Generally I consider myself extremely progressive & hopeful for what governance & governments can do and should do. And I think if government wanted to deploy tech to help the people, if it would stop allowing endless private control to reign, great things would happen (Ron Wyden for president, 2028). But right now trying to frame questions & challenges in terms of the law is not-great. The law affords deep & vast powers to it's vested interests & the ideas of law itself. Yet in your particular scenario, it also simultaneously jealously & vengefully guards actual access to it's means power, to the reigns of state-sponsored violence & enforcement. The question posed, about whether Apple could get access to this executive use of force, isn't particularly relevant to me, and I don't think it reflects on the widescale systematic bureaucratic control companies like Apple & the prevailing worldwide laws get to impose via EULAs against the people of humanity.

Some of the comments on Facebook getting the OK from federal US Court of Appeals to also try to sue the NSO Group[3] are somewhat in line with your questions & scenarios.

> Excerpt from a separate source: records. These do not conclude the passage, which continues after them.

// SPDX-License-Identifier: Apache-2.0
// Copyright (c) 2025 Au-Zone Technologies. All Rights Reserved.

use clap::Parser;
use edgefirst_relay::{
    capture::{AnalogStandard, CaptureParams},
    controller::{ChannelConfig, RelayOptions},
    geometry::Rect,
    sunxi::DeviceConfig,
};
use serde_json::json;
use std::{path::PathBuf, time::Duration};
use zenoh::config::{Config, WhatAmI};

/// Analog video standard of the capture input.
#[derive(clap::ValueEnum, Clone, Debug, PartialEq, Copy)]
pub enum Standard {
    /// 525 lines, 30 frames per second
    Ntsc,
    /// 625 lines, 25 frames per second
    Pal,
}

impl From<Standard> for AnalogStandard {
    fn from(value: Standard) -> Self {
        match value {
            Standard::Ntsc => AnalogStandard::Ntsc,
            Standard::Pal => AnalogStandard::Pal,
        }
    }
}

/// Command-line arguments for EdgeFirst Relay.
///
/// The relay shows a capture channel on a display overlay and is driven by
/// start/pause/run/stop commands received over Zenoh. Arguments can be
/// specified via command line or environment variables.
///
/// # Example
///
/// ```bash
/// # Show channel 1 scaled into the top-left quarter of a 1280x720 panel
/// edgefirst-relay --channel 1 --show "0 0 640 360"
///
/// # Wait for a controller instead of starting at launch
/// export IDLE=true
/// edgefirst-relay
/// ```
#[derive(Parser, Debug, Clone)]
#[command(author, version, about, long_about = None)]
pub struct Args {
    /// Capture device path
    #[arg(long, env = "CAPTURE", default_value = "/dev/video1")]
    pub capture: PathBuf,

    /// Display controller device path
    #[arg(long, env = "DISPLAY_DEVICE", default_value = "/dev/disp")]
    pub display: PathBuf,

    /// Framebuffer device used to read the screen geometry
    #[arg(long, env = "FRAMEBUFFER", default_value = "/dev/fb0")]
    pub framebuffer: PathBuf,

    /// Analog video standard of the capture input
    #[arg(long, env = "STANDARD", default_value = "pal", value_enum)]
    pub standard: Standard,

    /// Capture tiling in rows and columns
    #[arg(
        long,
        env = "TILES",
        default_value = "1 1",
        value_delimiter = ' ',
        num_args = 2
    )]
    pub tiles: Vec<u8>,

    /// Number of capture buffers requested from the driver
    #[arg(long, env = "BUFFERS", default_value = "4")]
    pub buffers: u32,

    /// Longest wait for a frame before rechecking for stop, in milliseconds
    #[arg(long, env = "POLL_TIMEOUT", default_value = "100")]
    pub poll_timeout: u64,

    /// Frame rate hint passed to the display controller
    #[arg(long, env = "FRAME_RATE", default_value = "25")]
    pub frame_rate: u32,

    /// Capture channel shown at launch
    #[arg(long, env = "CHANNEL", default_value = "0")]
    pub channel: u32,

    /// Overlay position and size on the screen (x y width height)
    #[arg(
        long,
        env = "SHOW",
        default_value = "0 0 720 576",
        value_delimiter = ' ',
        num_args = 4
    )]
    pub show: Vec<u32>,

    /// Region of the captured frame to show (x y width height)
    #[arg(
        long,
        env = "CROP",
        default_value = "0 0 720 576",
        value_delimiter = ' ',
        num_args = 4
    )]
    pub crop: Vec<u32>,

    /// Wait for a start command instead of starting at launch
    #[arg(long, env = "IDLE")]
    pub idle: bool,

    /// Zenoh topic receiving controller commands
    #[arg(long, default_value = "rt/relay/control")]
    pub control_topic: String,

    /// Zenoh topic for relay status (JSON)
    #[arg(long, default_value = "rt/relay/status")]
    pub status_topic: String,

    /// Enable verbose debug logging
    #[arg(short, long)]
    pub verbose: bool,

    /// Enable Tokio async runtime console for debugging
    #[arg(long, env = "TOKIO_CONSOLE")]
    pub tokio_console: bool,

    /// Enable Tracy profiler for performance analysis
    #[arg(long, env = "TRACY")]
    pub tracy: bool,

    /// Zenoh participant mode (peer, client, or router)
    #[arg(long, env = "MODE", default_value = "peer")]
    mode: WhatAmI,

    /// Zenoh endpoints to connect to (can specify multiple)
    #[arg(long, env = "CONNECT")]
    connect: Vec<String>,

    /// Zenoh endpoints to listen on (can specify multiple)
    #[arg(long, env = "LISTEN")]
    listen: Vec<String>,

    /// Disable Zenoh multicast peer discovery
    #[arg(long, env = "NO_MULTICAST_SCOUTING")]
    no_multicast_scouting: bool,
}

fn rect(v: &[u32]) -> Rect {
    Rect::new(v[0], v[1], v[2], v[3])
}

impl Args {
    /// Channel shown at launch unless `--idle` is given.
    pub fn channel_config(&self) -> ChannelConfig {
        ChannelConfig {
            channel: self.channel,
            show: rect(&self.show),
            crop: rect(&self.crop),
        }
    }
}

impl From<&Args> for DeviceConfig {
    fn from(args: &Args) -> Self {
        DeviceConfig {
            capture: args.capture.clone(),
            display: args.display.clone(),
            framebuffer: args.framebuffer.clone(),
            frame_rate: args.frame_rate,
        }
    }
}

impl From<&Args> for RelayOptions {
    fn from(args: &Args) -> Self {
        RelayOptions {
            capture: CaptureParams {
                standard: args.standard.into(),
                rows: args.tiles[0],
                columns: args.tiles[1],
                buffer_count: args.buffers,
            },
            poll_timeout: Duration::from_millis(args.poll_timeout),
        }
    }
}

impl From<Args> for Config {
    fn from(args: Args) -> Self {
        let mut config = Config::default();

        config
            .insert_json5("mode", &json!(args.mode).to_string())
            .unwrap();

        if !args.connect.is_empty() {
            config
                .insert_json5("connect/endpoints", &json!(args.connect).to_string())
                .unwrap();
        }

        if !args.listen.is_empty() {
            config
                .insert_json5("listen/endpoints", &json!(args.listen).to_string())
                .unwrap();
        }

        if args.no_multicast_scouting {
            config
                .insert_json5("scouting/multicast/enabled", &json!(false).to_string())
                .unwrap();
        }

        config
            .insert_json5("scouting/multicast/interface", &json!("lo").to_string())
            .unwrap();

        config
    }
}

The comments there talk to the ability to try to pursue legal action, but the inability to actually get the state/states to do anything about it. In some ways, this is an ideal case. It shows that a state that wanted to support freedom fighters, that wanted to support emancipatory, liberated, pro-personal computing, might be able to. There's just not a lot of good guys out there trying to help spring us free from the walled gardens we're locked in.

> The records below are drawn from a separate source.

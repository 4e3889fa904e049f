// SPDX-License-Identifier: Apache-2.0
// Copyright (c) 2025 Au-Zone Technologies. All Rights Reserved.

//! The per-frame dequeue, present, requeue cycle and the gate that pauses
//! and cancels it.

use crate::{
    capture::{CaptureDriver, CaptureSession},
    display::{OverlayDriver, OverlaySession},
    error::Result,
};
use std::{
    sync::{
        atomic::{AtomicBool, Ordering},
        Condvar, Mutex, MutexGuard, PoisonError,
    },
    time::{Duration, Instant},
};
use tracing::{debug, trace_span};

/// Pause gate and cancellation token shared by the controller and the relay
/// worker.
///
/// The worker passes through the gate once per iteration, so pausing takes
/// effect between frames and never interrupts a frame in flight. Cancelling
/// opens the gate for good, which lets a stop follow a pause without the
/// controller having to resume first.
#[derive(Debug, Default)]
pub struct Gate {
    paused: Mutex<bool>,
    cond: Condvar,
    cancelled: AtomicBool,
}

impl Gate {
    pub fn new() -> Self {
        Self::default()
    }

    pub fn pause(&self) {
        *self.lock() = true;
    }

    pub fn resume(&self) {
        *self.lock() = false;
        self.cond.notify_all();
    }

    pub fn cancel(&self) {
        self.cancelled.store(true, Ordering::Release);
        // taking the lock orders the store before a waiter's check
        let _paused = self.lock();
        self.cond.notify_all();
    }

    pub fn is_paused(&self) -> bool {
        *self.lock()
    }

    pub fn is_cancelled(&self) -> bool {
        self.cancelled.load(Ordering::Acquire)
    }

    /// Blocks while the gate is paused. Returns `false` once cancelled.
    pub fn wait(&self) -> bool {
        let mut paused = self.lock();
        while *paused && !self.is_cancelled() {
            paused = self.cond.wait(paused).unwrap_or_else(PoisonError::into_inner);
        }
        !self.is_cancelled()
    }

    fn lock(&self) -> MutexGuard<'_, bool> {
        self.paused.lock().unwrap_or_else(PoisonError::into_inner)
    }
}

/// Counters reported when the relay ends.
#[derive(Copy, Clone, Debug, Default, PartialEq, Eq)]
pub struct RelayStats {
    /// Frames presented
    pub frames: u64,
    /// Dequeue waits that expired without a frame
    pub timeouts: u64,
    /// Rolling frame rate at the last presented frame
    pub fps: i64,
}

/// Rolling frame rate over the last few frame intervals.
#[derive(Debug)]
pub struct FpsCounter {
    prev: Instant,
    history: Vec<i64>,
    index: usize,
}

impl FpsCounter {
    pub fn new(window: usize) -> Self {
        Self {
            prev: Instant::now(),
            history: vec![0; window.max(1)],
            index: 0,
        }
    }

    /// Records a frame and returns the averaged rate.
    pub fn update(&mut self) -> i64 {
        let now = Instant::now();
        let elapsed = now.duration_since(self.prev);
        self.prev = now;

        self.history[self.index] = 1e9 as i64 / (elapsed.as_nanos() as i64).max(1);
        self.index = (self.index + 1) % self.history.len();

        (self.history.iter().sum::<i64>() as f64 / self.history.len() as f64).round() as i64
    }
}

const FPS_WINDOW: usize = 30;

/// Relays frames until the gate is cancelled or a driver call fails.
///
/// Each iteration dequeues a filled buffer, points the overlay at it and
/// hands it back to the capture driver. The buffer is requeued even when
/// presenting fails so it is never stranded outside the driver; only a
/// failed requeue leaves it held. Dequeue waits are bounded by `poll` so
/// cancellation is observed while no frames arrive.
pub fn relay_loop<C: CaptureDriver, O: OverlayDriver>(
    capture: &mut CaptureSession<C>,
    overlay: &mut OverlaySession<O>,
    gate: &Gate,
    poll: Duration,
) -> Result<RelayStats> {
    let mut stats = RelayStats::default();
    let mut fps = FpsCounter::new(FPS_WINDOW);

    while gate.wait() {
        let Some(frame) = capture.dequeue(poll)? else {
            stats.timeouts += 1;
            continue;
        };
        let _span = trace_span!("relay_frame", index = frame.index).entered();

        let presented = overlay.present(frame.offset);
        capture.requeue(frame.index)?;
        presented?;

        stats.frames += 1;
        stats.fps = fps.update();
        if stats.frames % FPS_WINDOW as u64 == 0 {
            debug!(
                frames = stats.frames,
                fps = stats.fps,
                bytes = frame.bytes_used,
                "relay"
            );
        }
    }

    Ok(stats)
}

My apologies for not trying to take up the question better. I think there's interesting material here. But to me, these questions return us to a not-compelling legalistic mindset, a practical view, that isn't capable of adequately considering how entrapped humanity at large is by the corporation's abilities to write it's own rules, by the de-personalization & de-accessing of computing that the cloudification of the world has brought upon us, & consigned us into. Whether or not this tyranny has the power to cross international boundaries & come get us isn't a particularly interesting subproblem to me. Generally I feel like the world has conformed to the prevailing notions of corporate techno-sovereignty.

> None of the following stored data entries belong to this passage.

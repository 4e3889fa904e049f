// SPDX-License-Identifier: Apache-2.0
// Copyright (c) 2025 Au-Zone Technologies. All Rights Reserved.

use args::Args;
use clap::Parser;
use edgefirst_relay::{
    control::Command,
    controller::{Relay, RelayOptions},
    sunxi::{DeviceConfig, Sunxi},
};
use kanal::{ReceiveErrorTimeout, Receiver, Sender};
use serde_json::json;
use std::{error::Error, thread, time::Duration};
use tracing::{debug, info, level_filters::LevelFilter, warn};
use tracing_subscriber::{layer::SubscriberExt, Layer, Registry};
use zenoh::config::Config;

mod args;

/// How often the controller checks for a relay that stopped on its own.
const REAP_INTERVAL: Duration = Duration::from_millis(200);

fn init_tracing(args: &Args) -> Result<(), Box<dyn Error + Send + Sync>> {
    let level = if args.verbose {
        LevelFilter::DEBUG
    } else {
        LevelFilter::INFO
    };

    let console = args.tokio_console.then(console_subscriber::spawn::<Registry>);
    let stdout = tracing_subscriber::fmt::layer().with_filter(level);
    let journald = tracing_journald::layer()
        .ok()
        .map(|layer| layer.with_filter(level));
    let tracy = args.tracy.then(|| {
        tracy_client::Client::start();
        tracing_tracy::TracyLayer::default()
    });

    let subscriber = tracing_subscriber::registry()
        .with(console)
        .with(stdout)
        .with(journald)
        .with(tracy);
    tracing::subscriber::set_global_default(subscriber)?;
    tracing_log::LogTracer::init()?;
    Ok(())
}

#[tokio::main]
async fn main() -> Result<(), Box<dyn Error + Send + Sync>> {
    let args = Args::parse();
    init_tracing(&args)?;
    info!("EdgeFirst Relay");

    let platform = Sunxi::new(DeviceConfig::from(&args));
    let relay = Relay::init(platform, RelayOptions::from(&args))?;

    let session = zenoh::open(Config::from(args.clone())).await?;
    let subscriber = session.declare_subscriber(&args.control_topic).await?;

    let (cmd_tx, cmd_rx) = kanal::bounded(16);
    let (status_tx, status_rx) = kanal::bounded(16);
    let status_rx = status_rx.to_async();

    let controller = thread::Builder::new()
        .name("controller".to_owned())
        .spawn(move || control(relay, cmd_rx, status_tx))?;

    if !args.idle {
        cmd_tx.send(Command::Start(args.channel_config()))?;
    }

    let cmd_tx = cmd_tx.to_async();
    loop {
        tokio::select! {
            sample = subscriber.recv_async() => {
                let sample = sample?;
                let payload = sample.payload().to_bytes();
                match Command::decode(&payload) {
                    Ok(cmd) => {
                        debug!(?cmd, "control");
                        cmd_tx.send(cmd).await?;
                        if cmd == Command::Exit {
                            break;
                        }
                    }
                    Err(e) => warn!("invalid control message: {e}"),
                }
            }
            status = status_rx.recv() => {
                match status {
                    Ok(status) => session.put(&args.status_topic, status).await?,
                    // controller thread exited
                    Err(_) => break,
                }
            }
            _ = tokio::signal::ctrl_c() => {
                info!("interrupted");
                cmd_tx.send(Command::Exit).await?;
                break;
            }
        }
    }

    drop(cmd_tx);
    if controller.join().is_err() {
        warn!("controller thread panicked");
    }
    while let Ok(Some(status)) = status_rx.try_recv() {
        session.put(&args.status_topic, status).await?;
    }
    session.close().await?;

    Ok(())
}

/// Owns the relay and applies controller commands until told to exit.
fn control(mut relay: Relay<Sunxi>, commands: Receiver<Command>, status: Sender<String>) {
    publish(&relay, None, &status);

    loop {
        let cmd = match commands.recv_timeout(REAP_INTERVAL) {
            Ok(Command::Exit) => break,
            Ok(cmd) => cmd,
            Err(ReceiveErrorTimeout::Timeout) => {
                if let Some(outcome) = relay.reap() {
                    publish(&relay, outcome.err(), &status);
                }
                continue;
            }
            Err(_) => break,
        };

        let outcome = match cmd {
            Command::Start(config) => relay.start(config),
            Command::Pause => {
                relay.pause();
                Ok(())
            }
            Command::Run => {
                relay.run();
                Ok(())
            }
            Command::Stop => relay.stop().map(|_| ()),
            Command::Exit => Ok(()),
        };
        if let Err(e) = &outcome {
            warn!(?cmd, "{e}");
        }
        publish(&relay, outcome.err(), &status);
    }

    if let Err(e) = relay.stop() {
        warn!("{e}");
    }
    publish(&relay, None, &status);
}

fn publish(relay: &Relay<Sunxi>, error: Option<edgefirst_relay::Error>, status: &Sender<String>) {
    let screen = relay.screen();
    let msg = json!({
        "state": relay.state().as_str(),
        "channel": relay.config().map(|c| c.channel),
        "screen": { "width": screen.width, "height": screen.height },
        "error": error.map(|e| e.to_string()),
    });
    if status.try_send(msg.to_string()).is_err() {
        debug!("status dropped");
    }
}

[1] https://news.ycombinator.com/item?id=29309794 (12 comments)

[2] https://www.reuters.com/markets/europe/moscow-says-13-foreig... https://news.ycombinator.com/item?id=29320398 (7 comments)

[3] https://www.reuters.com/technology/facebook-can-pursue-malwa... https://news.ycombinator.com/item?id=29323095 (15 comments)



In a way, we are just witnessing and commenting on the survival needs and actions of different entities, beit a country, laws, finance, companys, groups, religions or individuals. They all have different needs for their survival and this is just one story on one entity and the interactions of those involved like the courts, law, Apple, NSO, The Press, consumers or users, Judges, Govts, administrations, etc etc.

AFAIK there is not a country on this planet that does not believe in sky faeries in one form or another (?Antarctica?), likewise we generally all eat the same things, with minor regional differences, similar practices and needs so until you can get the main users ie humans to increase their intelligence and knowledge, it would seem this planet is stuck in a slowly evolving pattern of operation which still has various self destruct risks, some easily quantifiable others not. The problem still remains, Apple have massaged the Ego of many via advertising and functionality creating this walled garden.

Russia telling 13 mostly US tech companies has already been done by the EU with servers having to be located in the EU, so the EU has led the way on that issue apart from the obvious US data gathering in the first place by building the services and tech!

To me its just survival of the fittest of entities and whether cultures/country's are now holding back some of these entities which can then come back and bite the culture and country into non existence. When is an action a Zerohedge?